Maud cucina e cerca di rassettare, disegna “cuori di candeggina sul forno lercio” e osserva incuriosita gli oggetti che scompaiono e riappaiono altrove, l'orologio appoggiato al davanzale finisce appeso a un gancio, la teiera lasciata sul tavolo troneggia nella dispensa. Un giorno la ragazza trova una fotografia che ritrae il figlio del signor Flood, da piccolo, accanto a una bambina. Né il vecchio né il figlio vogliono raccontarle di chi si tratta e così Maud comincia a investigare.

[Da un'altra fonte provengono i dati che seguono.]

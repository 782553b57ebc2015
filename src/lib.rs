//! catalog-sync-service
//!
//! Ingests change-data-capture events from durable log streams and
//! maintains the local catalog read model: payload recovery, schema-aware
//! field mapping, idempotent application, and per-stream offset
//! checkpointing with resume-on-restart.

pub mod config;
pub mod db;
pub mod error;
pub mod services;
pub mod transport;
//! CDC sync pipeline.
//!
//! Consumes change-data-capture events from durable log streams and
//! applies them idempotently to the local read model.
//!
//! # Architecture
//! - **Payload**: recovers a JSON document from a raw, possibly framed buffer
//! - **Envelope**: the decoded CDC message and canonical change event
//! - **Mapping**: static table-to-entity transformation rules
//! - **Transform**: field renaming and encoded-value coercion
//! - **Applier**: idempotent upsert/delete against the entity store
//! - **Runner**: per-stream consume-transform-apply-checkpoint loop
//! - **Pool**: one runner per configured stream, supervised together
//!
//! # Guarantees
//! - At-least-once delivery: a cursor is advanced only after the message
//!   was applied (or deliberately skipped), never speculatively
//! - Failure isolation: a bad field degrades to a raw field, a bad message
//!   is skipped or redelivered, a bad stream never stops its siblings

pub mod applier;
pub mod envelope;
pub mod mapping;
pub mod payload;
pub mod pool;
pub mod runner;
pub mod transform;

pub use applier::{ApplyOutcome, SyncApplier};
pub use envelope::{CdcEnvelope, CdcOperation, ChangeEvent};
pub use mapping::{EntityMapping, MappingRegistry};
pub use pool::ConsumerPool;
pub use runner::StreamRunner;
pub use transform::EventTransformer;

Complice di ragionamenti e deduzioni è Renata, la signora che le affitta l'appartamento, appassionata di romanzi gialli, ma consigli più o meno richiesti le arrivano anche da uno stuolo di santi ficcanaso e inopportuni che solo lei può vedere.

Ci sono Santa Rita da Cascia che parla poco ma trasuda empatia, Padre Pio che adora il tabacco da fiuto, San Valentino vestito di seconda mano e con un'aureola tipo sombrero della forma di una vassoio da tè, e soprattutto Santa Dinfna, di origine irlandese, con la faccia da martire che lancia alla ragazza occhiatacce eloquenti. Ma nella vicenda entra anche Sam, l'ultimo assistente sociale minacciato dall'anziano accumulatore compulsivo e perciò reduce da una crisi. L'uomo, però, è tutto fuorché fragile e indifeso: spalle da giocatore di rugby, movimenti del corpo di una scioltezza animale e occhi scintillanti, scuote qualcosa nella protagonista che non nutre grande considerazione di se stessa: “Sono bassa, con un petto quasi inesistente e un posteriore senza infamia e senza lode, ma per gli amanti delle gambe sono una bella preda perché ne ho due”.

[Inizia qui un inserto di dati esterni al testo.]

//! Supervises one stream runner per configured stream.

use std::sync::atomic::{AtomicU64, Ordering};
use std::sync::Arc;

use tokio::sync::broadcast;
use tracing::{error, info};

use super::applier::SyncApplier;
use super::mapping::MappingRegistry;
use super::runner::StreamRunner;
use super::transform::EventTransformer;
use crate::config::{StreamConfig, SyncConfig};
use crate::db::EntityStore;
use crate::transport::{StreamSpec, StreamTransport};

/// Fan-out lifecycle supervisor: holds no per-message logic.
///
/// Each runner owns its own subscription and its own cursor; the only
/// state shared through the pool is the entity store and the maintenance
/// counter.
pub struct ConsumerPool {
    transport: Arc<dyn StreamTransport>,
    store: Arc<dyn EntityStore>,
    registry: Arc<MappingRegistry>,
    config: SyncConfig,
    applied_counter: Arc<AtomicU64>,
}

impl ConsumerPool {
    pub fn new(
        transport: Arc<dyn StreamTransport>,
        store: Arc<dyn EntityStore>,
        registry: Arc<MappingRegistry>,
        config: SyncConfig,
    ) -> Self {
        Self {
            transport,
            store,
            registry,
            config,
            applied_counter: Arc::new(AtomicU64::new(0)),
        }
    }

    /// Run one stream runner per config concurrently, to completion.
    ///
    /// Runners normally never complete; they run until `shutdown` fires or
    /// their transport closes the subscription. A fatal setup error in one
    /// runner is contained by that runner and does not affect the others.
    pub async fn start(&self, configs: Vec<StreamConfig>, shutdown: broadcast::Sender<()>) {
        let mut handles = Vec::with_capacity(configs.len());

        for config in configs {
            let stream = config.name.clone();
            let runner = self.build_runner(config);
            let shutdown_rx = shutdown.subscribe();
            handles.push((stream, tokio::spawn(runner.run(shutdown_rx))));
        }

        info!(runners = handles.len(), "Consumer pool started");

        for (stream, handle) in handles {
            if let Err(e) = handle.await {
                error!(stream = %stream, error = %e, "Stream runner task panicked");
            }
        }

        info!("Consumer pool stopped");
    }

    /// Messages applied across all runners since startup.
    pub fn applied_messages(&self) -> u64 {
        self.applied_counter.load(Ordering::Relaxed)
    }

    fn build_runner(&self, config: StreamConfig) -> StreamRunner {
        let spec = StreamSpec {
            name: config.name.clone(),
            leader_locator: self.config.retention.leader_locator.clone(),
            max_length_bytes: self.config.retention.max_length_bytes,
            max_segment_bytes: self.config.retention.max_segment_bytes,
        };

        StreamRunner::new(
            config,
            spec,
            Arc::clone(&self.transport),
            EventTransformer::new(Arc::clone(&self.registry)),
            SyncApplier::new(Arc::clone(&self.registry), Arc::clone(&self.store)),
            Arc::clone(&self.store),
            Arc::clone(&self.applied_counter),
            self.config.maintenance_interval.max(1),
            self.config.setup_max_retries,
        )
    }
}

Maud comincia a sbirciare nella grande casa avventurandosi al secondo piano dove il signor Flood le ha perentoriamente ordinato di non mettere piede: ci sono una stanza che non va mai aperta e una relativa chiave che scotta, simile a quella della fiaba di Barbablù. Si addentra superando la muraglia di National Geographic in un mondo di bambole e animali impagliati ma il vecchio la scopre: “Se ti becco di nuovo, sparisci”. Nel frattempo, con la sua abilità narrativa, Jess Kidd inserisce nella trama un segreto terribile che la protagonista si porta dentro fin dall'infanzia e che riguarda la sorella. E le ombre si infittiscono catturando il lettore.